If you assume that the trend in deaths lags the trend in infections by about three weeks, this says that we started to turn the corner on infections at the end of the first week in March, which I think is before most people were changing behavior (am I right about that?). Then the steepest drop in infections took place between about March 10 and March 17, when people were changing behavior but no lockdowns were in place. Since then, the infection rate as declined further, but more slowly.
Here’s a good post with a good ‘patterns and stories’ model: My Covid-19 Thinking: 4/17 | Don’t Worry About the Vase
There’s a general linearish down trend with a shape remarkably like a sine wave with a period of one week composed together. And that’s just eyeballing it.

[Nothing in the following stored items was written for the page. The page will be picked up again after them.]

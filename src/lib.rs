//! # Topicboard
//!
//! A topic-based bulletin board client. Users create topics, post under a
//! topic with an optional image, and comment on posts. A client-side CAPTCHA
//! gate decides whether a post is attributed to a human or to an AI agent.
//!
//! The board owns no authoritative data. Persistence, queries, change
//! notification and file storage are delegated to a document store and an
//! object store (see [`remote`]); the board keeps a few pieces of UI state,
//! subscribes to snapshots and re-renders on every change.
//!
//! ## Layout
//!
//! - [`board`]: topics, posts, comments, the live post feed, the submission
//!   flow and the explicit UI state
//! - [`remote`]: document and object store seams with in-memory, file and
//!   JSON-RPC implementations
//! - [`render`]: snapshot-to-HTML rendering
//! - [`captcha`], [`identity`]: the CAPTCHA widget and device identity
//!   collaborators
//! - [`rpc`]: JSON-RPC 2.0 types shared with the relay
//!
//! ## Example
//!
//! ```rust,no_run
//! use std::sync::Arc;
//! use topicboard::board::{BoardClient, PostDraft, SubmissionController, TopicStore};
//! use topicboard::captcha::FormCaptcha;
//! use topicboard::identity::StaticDeviceIdentity;
//! use topicboard::remote::{MemoryDocumentStore, MemoryObjectStore};
//! # async fn demo() -> topicboard::Result<()> {
//! let documents = Arc::new(MemoryDocumentStore::new());
//! TopicStore::new(documents.clone()).initialize_defaults(true).await?;
//!
//! let submissions = SubmissionController::new(
//!     Arc::new(MemoryObjectStore::new()),
//!     Arc::new(FormCaptcha::new()),
//!     "site-key",
//! );
//! let mut client =
//!     BoardClient::new(documents, submissions, &StaticDeviceIdentity::new("device-1"))?;
//! client.start().await?;
//!
//! // First press shows the challenge, second press posts.
//! client.submit_post(PostDraft::new("Hello")).await?;
//! client.submit_post(PostDraft::new("Hello")).await?;
//! # Ok(())
//! # }
//! ```

pub mod board;
pub mod captcha;
pub mod config;
pub mod constants;
pub mod error;
pub mod identity;
pub mod remote;
pub mod render;
pub mod rpc;
pub mod types;

pub use error::{BoardError, Result};

/// Library version
pub const VERSION: &str = env!("CARGO_PKG_VERSION");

The open table data indicates that people started changing behavior right around March 1st. Pretty much everywhere in the US.
https://www.opentable.com/state-of-industry
Here’s, my likely wrong and “dangerous” theory.
I’d love someone to tell me where I’m wrong, so I can get these nasty thoughts out of my head and think of something else.
1. COVID-19 has been in 5-10% of the population since late Jan/early Feb.
2. It’s spread rate is slightly higher than typical virus, but mainly from indoor, close contact. But, I think it’s rolling through the pop at 5-10% at a time in most places, with some growth in that % in areas like NYC with lots of elevators, mass transit and small abodes.
3. When we ramped up testing, we mistook the growth in positive cases as an indication of the spread rate, when it was really the growth in testing as the testing discovered (depending on locale) the 5-10% that had it. This one bugs me. I’m sure we didn’t because that seems like such a rookie mistake. But, I have yet to find anything compelling on how we did estimate the spread rate. It seems like this mistake was repeated in almost every country, except ones like S. Korea that had enough tests available to not be so restrictive on testing.
4. We panicked from #3, and started staying home more (whether ordered or not) and going to hospitals to get tested.
4a. Staying come condensed about 2-3 weeks worth of inter familial infections into 3-4 days because we increased the chances of an infected person spreading to family members. This one doesn’t increase total infections, just changes the timing.
4b. Having infected show up in hospitals that were ill-prepared for this virus, caused hospitals to become outbreak. Not sure how much of this is a timing shift vs. incremental.
4a & 4b helped cause the peaks we saw in early April.
5. Steady-state after the peak will be where we were before the panic around mid-to-late Feb, but didn’t know it because we didn’t have the testing to see it.
6. That will have some ups and downs, depending on how well we manage key outbreak scenarios (big family events with lots of touching, nursing homes, hospitals), but will gradually trail off as larger % of the population develop antibodies.
7. Social distancing may have had impacts, both positive and negative (e.g. 4a), but given that some places without extreme social distancing have fared better than places with it…the jury is still out for me. It seems places that did it, saw similar results, peaks 2-3 weeks after settling back to a steady state (that may have existed before testing was available). Open to counterexamples.
8. Somewhere between 10 and 40% of population has already had it (depending on geography).
Here’s a blog post with a couple charts (log chart of number of tests and positive tests by day & % positive tests by day for US) that helped me form this theory: https://ourdinnertable.wordpress.com/2020/04/17/the-big-question-when-we-open-will-cases-grow-exponentially/
A. The growth in positive cases closely follows the growth in testing. Once # of tests/day levels off so does number of positive cases. We don’t know what the red line really looked like prior to having wider testing available, but to me it looks like could extend back into Feb at late March levels.
B. The % positive hit steady state around March 10. Could just mean that selection criteria for remained consistent from that point forward, but I would think as they worked through higher risk cases, they would have opened testing up to more folks and I would have expected to see some change. These feeds my delusion that the persistence in the population is relatively steady.
Unknowns:
What the growth rate looked like to get to 5-10% of the population.
Why just 5-10% of the population.
True impact of extreme social distancing and what happens after.